Domyślamy się, że taka informacja może wywołać spore emocje, ale zanim zrobi się Wam za gorąco mamy odrobinę studzących wieści. Tak naprawdę te zdjęcia niczego nie wnoszą. Prototypowe auto jest niemal całkowicie zamaskowane, kamuflaż nie zdradza żadnych detali – wygląda to zupełnie tak, jakby samochód ukryto w czarny strój i wycięto jedynie dziurki na oczy.
Równie dobrze pod spodem mogłaby się znajdować stara Kia Rio – szczerze powiedziawszy to na pierwszy rzut oka sylwetka auta nie zmieniła się ani trochę. Wygląda to wszystko jedynie trochę stateczniej, ale na dobrą sprawę możemy póki co powiedzieć, że widzimy wariant pięciodrzwiowy.
A co słychać w motoryzacyjnych kuluarach?

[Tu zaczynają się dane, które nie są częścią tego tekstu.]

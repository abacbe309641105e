//! Local key-value storage
//!
//! Everything Aspri keeps on the device (the offline task cache, the
//! assistant conversation, counters, backups) lives in a flat string-keyed
//! store. Values are JSON text written and read whole; there are no partial
//! writes and no indexes.
//!
//! The store is injected as a [`KeyValueStore`] trait object so the CLI can
//! use [`SqliteStore`] while tests substitute [`MemoryStore`].

use crate::error::{AspriError, Result};
use crate::task::Task;
use anyhow::Context;
use chrono::Utc;
use directories::ProjectDirs;
use rusqlite::{params, Connection, OptionalExtension};
use serde::de::DeserializeOwned;
use serde::Serialize;
use std::collections::BTreeMap;
use std::path::{Path, PathBuf};
use std::sync::{Arc, RwLock};

pub mod backup;
pub mod types;

pub use backup::BackupManager;
pub use types::{BackupEntry, StorageStats};

/// Key holding the cached task array
pub const TASKS_KEY: &str = "todo_tasks";

/// Synchronous string key-value store
///
/// Implementations must make `set` durable before returning; callers rely on
/// a subsequent `get` observing the write.
pub trait KeyValueStore: Send + Sync {
    /// Read the value stored under `key`
    fn get(&self, key: &str) -> Result<Option<String>>;

    /// Store `value` under `key`, replacing any previous value
    fn set(&self, key: &str, value: &str) -> Result<()>;

    /// Remove `key`; removing a missing key is not an error
    fn remove(&self, key: &str) -> Result<()>;

    /// All keys currently present, in ascending order
    fn keys(&self) -> Result<Vec<String>>;
}

/// Read and decode a JSON value, treating corrupt data as absent
///
/// A value that fails to parse is logged and reported as `None`; the caller
/// falls back to its empty state. Storage failures still propagate.
pub fn read_json<T: DeserializeOwned>(store: &dyn KeyValueStore, key: &str) -> Result<Option<T>> {
    let Some(raw) = store.get(key)? else {
        return Ok(None);
    };

    match serde_json::from_str(&raw) {
        Ok(value) => Ok(Some(value)),
        Err(e) => {
            tracing::warn!(key, error = %e, "Discarding unparseable stored value");
            Ok(None)
        }
    }
}

/// Encode a value as JSON and store it
pub fn write_json<T: Serialize + ?Sized>(
    store: &dyn KeyValueStore,
    key: &str,
    value: &T,
) -> Result<()> {
    let raw = serde_json::to_string(value)
        .with_context(|| format!("Failed to serialize value for key {}", key))?;
    store.set(key, &raw)
}

/// In-memory store used by tests and ephemeral sessions
#[derive(Debug, Default)]
pub struct MemoryStore {
    entries: RwLock<BTreeMap<String, String>>,
}

impl MemoryStore {
    /// Create an empty store
    pub fn new() -> Self {
        Self::default()
    }

    /// Create a store pre-populated with the given entries
    pub fn with_entries<I, K, V>(entries: I) -> Self
    where
        I: IntoIterator<Item = (K, V)>,
        K: Into<String>,
        V: Into<String>,
    {
        let map = entries
            .into_iter()
            .map(|(k, v)| (k.into(), v.into()))
            .collect();
        Self {
            entries: RwLock::new(map),
        }
    }
}

impl KeyValueStore for MemoryStore {
    fn get(&self, key: &str) -> Result<Option<String>> {
        let entries = self
            .entries
            .read()
            .map_err(|_| AspriError::Storage("Failed to acquire read lock".to_string()))?;
        Ok(entries.get(key).cloned())
    }

    fn set(&self, key: &str, value: &str) -> Result<()> {
        let mut entries = self
            .entries
            .write()
            .map_err(|_| AspriError::Storage("Failed to acquire write lock".to_string()))?;
        entries.insert(key.to_string(), value.to_string());
        Ok(())
    }

    fn remove(&self, key: &str) -> Result<()> {
        let mut entries = self
            .entries
            .write()
            .map_err(|_| AspriError::Storage("Failed to acquire write lock".to_string()))?;
        entries.remove(key);
        Ok(())
    }

    fn keys(&self) -> Result<Vec<String>> {
        let entries = self
            .entries
            .read()
            .map_err(|_| AspriError::Storage("Failed to acquire read lock".to_string()))?;
        Ok(entries.keys().cloned().collect())
    }
}

/// SQLite-backed store for the command-line client
pub struct SqliteStore {
    db_path: PathBuf,
}

impl SqliteStore {
    /// Open the store in the user's data directory
    ///
    /// `ASPRI_STORAGE_PATH` overrides the location.
    pub fn new() -> Result<Self> {
        if let Ok(override_path) = std::env::var("ASPRI_STORAGE_PATH") {
            return Self::new_with_path(override_path);
        }

        let proj_dirs = ProjectDirs::from("com", "aspri", "aspri")
            .ok_or_else(|| AspriError::Storage("Could not determine data directory".into()))?;

        let data_dir = proj_dirs.data_dir();
        std::fs::create_dir_all(data_dir)
            .context("Failed to create data directory")
            .map_err(|e| AspriError::Storage(e.to_string()))?;

        Self::new_with_path(data_dir.join("aspri.db"))
    }

    /// Open the store at a specific database path
    ///
    /// # Examples
    ///
    /// ```
    /// use aspri::storage::{KeyValueStore, SqliteStore};
    ///
    /// let dir = tempfile::tempdir().unwrap();
    /// let store = SqliteStore::new_with_path(dir.path().join("aspri.db")).unwrap();
    /// store.set("greeting", "\"hello\"").unwrap();
    /// ```
    pub fn new_with_path<P: Into<PathBuf>>(db_path: P) -> Result<Self> {
        let db_path = db_path.into();

        if let Some(parent) = db_path.parent() {
            std::fs::create_dir_all(parent)
                .context("Failed to create parent directory for database")
                .map_err(|e| AspriError::Storage(e.to_string()))?;
        }

        let store = Self { db_path };
        store.init()?;
        Ok(store)
    }

    /// Path of the underlying database file
    pub fn path(&self) -> &Path {
        &self.db_path
    }

    fn connect(&self) -> Result<Connection> {
        Connection::open(&self.db_path)
            .context("Failed to open database")
            .map_err(|e| AspriError::Storage(e.to_string()).into())
    }

    fn init(&self) -> Result<()> {
        let conn = self.connect()?;
        conn.execute(
            "CREATE TABLE IF NOT EXISTS kv (
                key TEXT PRIMARY KEY,
                value TEXT NOT NULL,
                updated_at TEXT NOT NULL
            )",
            [],
        )
        .context("Failed to create tables")
        .map_err(|e| AspriError::Storage(e.to_string()))?;
        Ok(())
    }
}

impl KeyValueStore for SqliteStore {
    fn get(&self, key: &str) -> Result<Option<String>> {
        let conn = self.connect()?;
        let value = conn
            .query_row("SELECT value FROM kv WHERE key = ?", params![key], |row| {
                row.get(0)
            })
            .optional()
            .context("Failed to query value")
            .map_err(|e| AspriError::Storage(e.to_string()))?;
        Ok(value)
    }

    fn set(&self, key: &str, value: &str) -> Result<()> {
        let conn = self.connect()?;
        let now = Utc::now().to_rfc3339();
        conn.execute(
            "INSERT INTO kv (key, value, updated_at) VALUES (?, ?, ?)
             ON CONFLICT(key) DO UPDATE SET value = excluded.value, updated_at = excluded.updated_at",
            params![key, value, now],
        )
        .context("Failed to write value")
        .map_err(|e| AspriError::Storage(e.to_string()))?;
        Ok(())
    }

    fn remove(&self, key: &str) -> Result<()> {
        let conn = self.connect()?;
        conn.execute("DELETE FROM kv WHERE key = ?", params![key])
            .context("Failed to delete value")
            .map_err(|e| AspriError::Storage(e.to_string()))?;
        Ok(())
    }

    fn keys(&self) -> Result<Vec<String>> {
        let conn = self.connect()?;
        let mut stmt = conn
            .prepare("SELECT key FROM kv ORDER BY key")
            .context("Failed to prepare key listing")
            .map_err(|e| AspriError::Storage(e.to_string()))?;
        let keys = stmt
            .query_map([], |row| row.get::<_, String>(0))
            .context("Failed to list keys")
            .map_err(|e| AspriError::Storage(e.to_string()))?
            .collect::<std::result::Result<Vec<_>, _>>()
            .map_err(|e| AspriError::Storage(e.to_string()))?;
        Ok(keys)
    }
}

/// The offline copy of the task list
///
/// Wraps a key-value store and always reads and writes the whole array
/// under [`TASKS_KEY`].
#[derive(Clone)]
pub struct TaskCache {
    store: Arc<dyn KeyValueStore>,
}

impl TaskCache {
    /// Create a cache over the given store
    pub fn new(store: Arc<dyn KeyValueStore>) -> Self {
        Self { store }
    }

    /// The underlying store
    pub fn store(&self) -> &Arc<dyn KeyValueStore> {
        &self.store
    }

    /// Load every cached task; corrupt or missing data reads as empty
    pub fn load(&self) -> Result<Vec<Task>> {
        let tasks: Vec<Task> = read_json(self.store.as_ref(), TASKS_KEY)?.unwrap_or_default();
        tracing::debug!(count = tasks.len(), "Loaded tasks from local cache");
        Ok(tasks)
    }

    /// Replace the cached task list
    pub fn save(&self, tasks: &[Task]) -> Result<()> {
        tracing::debug!(count = tasks.len(), "Saving tasks to local cache");
        write_json(self.store.as_ref(), TASKS_KEY, tasks)
    }

    /// Load, mutate and persist the cached list in one step
    pub fn modify<R>(&self, f: impl FnOnce(&mut Vec<Task>) -> R) -> Result<R> {
        let mut tasks = self.load()?;
        let result = f(&mut tasks);
        self.save(&tasks)?;
        Ok(result)
    }
}

#[cfg(test)]
mod tests {
    use super::*;
    use serial_test::serial;
    use std::env;
    use tempfile::tempdir;

    fn create_test_store() -> (SqliteStore, tempfile::TempDir) {
        let dir = tempdir().expect("failed to create tempdir");
        let db_path = dir.path().join("aspri.db");
        let store = SqliteStore::new_with_path(db_path).expect("failed to create store");
        (store, dir)
    }

    #[test]
    fn test_sqlite_store_init_creates_table() {
        let (store, _dir) = create_test_store();
        let conn = Connection::open(store.path()).expect("open connection");
        let count: i64 = conn
            .query_row(
                "SELECT count(*) FROM sqlite_master WHERE type='table' AND name='kv'",
                [],
                |r| r.get(0),
            )
            .expect("query row");
        assert_eq!(count, 1);
    }

    #[test]
    fn test_sqlite_set_get_overwrite_remove() {
        let (store, _dir) = create_test_store();
        assert_eq!(store.get("a").unwrap(), None);

        store.set("a", "1").unwrap();
        store.set("a", "2").unwrap();
        assert_eq!(store.get("a").unwrap().as_deref(), Some("2"));

        store.remove("a").unwrap();
        assert_eq!(store.get("a").unwrap(), None);
        store.remove("a").unwrap();
    }

    #[test]
    fn test_sqlite_keys_sorted() {
        let (store, _dir) = create_test_store();
        store.set("b", "1").unwrap();
        store.set("a", "1").unwrap();
        assert_eq!(store.keys().unwrap(), vec!["a".to_string(), "b".to_string()]);
    }

    #[test]
    fn test_sqlite_persists_across_instances() {
        let (store, dir) = create_test_store();
        store.set(TASKS_KEY, "[]").unwrap();

        let reopened = SqliteStore::new_with_path(dir.path().join("aspri.db")).unwrap();
        assert_eq!(reopened.get(TASKS_KEY).unwrap().as_deref(), Some("[]"));
    }

    #[test]
    #[serial]
    fn test_new_respects_env_override() {
        let dir = tempdir().expect("failed to create tempdir");
        let db_path = dir.path().join("nested").join("aspri.db");
        env::set_var("ASPRI_STORAGE_PATH", db_path.to_string_lossy().to_string());

        let store = SqliteStore::new().expect("new failed with env override");
        assert_eq!(store.path(), db_path.as_path());
        assert!(db_path.parent().unwrap().exists());

        env::remove_var("ASPRI_STORAGE_PATH");
    }

    #[test]
    fn test_memory_store_roundtrip() {
        let store = MemoryStore::new();
        store.set("k", "v").unwrap();
        assert_eq!(store.get("k").unwrap().as_deref(), Some("v"));
        assert_eq!(store.keys().unwrap(), vec!["k".to_string()]);
        store.remove("k").unwrap();
        assert!(store.keys().unwrap().is_empty());
    }

    #[test]
    fn test_task_cache_corrupt_reads_empty() {
        let store = Arc::new(MemoryStore::with_entries([(TASKS_KEY, "{not json")]));
        let cache = TaskCache::new(store);
        assert!(cache.load().unwrap().is_empty());
    }

    #[test]
    fn test_task_cache_missing_reads_empty() {
        let cache = TaskCache::new(Arc::new(MemoryStore::new()));
        assert!(cache.load().unwrap().is_empty());
    }

    #[test]
    fn test_task_cache_modify_persists() {
        let store = Arc::new(MemoryStore::new());
        let cache = TaskCache::new(store.clone());
        cache.save(&[Task::new(1, "Buy milk")]).unwrap();

        cache
            .modify(|tasks| tasks.push(Task::new(2, "Walk dog")))
            .unwrap();

        let raw = store.get(TASKS_KEY).unwrap().unwrap();
        let tasks: Vec<Task> = serde_json::from_str(&raw).unwrap();
        assert_eq!(tasks.len(), 2);
        assert_eq!(tasks[1].title, "Walk dog");
    }

    #[test]
    fn test_task_cache_over_sqlite() {
        let (store, _dir) = create_test_store();
        let cache = TaskCache::new(Arc::new(store));
        cache.save(&[Task::new(5, "Stored")]).unwrap();
        assert_eq!(cache.load().unwrap(), vec![Task::new(5, "Stored")]);
    }
}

Także niezbyt wiele – mówi się raczej o ewolucji niż rewolucji i dostosowaniu istniejących jednostek do panujących obecnie norm. Więcej dowiemy się w swoim czasie, a nowa Rio w wersji hatchback, a później także pod postacią sedana, pojawi się najprawdopodobniej w 2017 roku.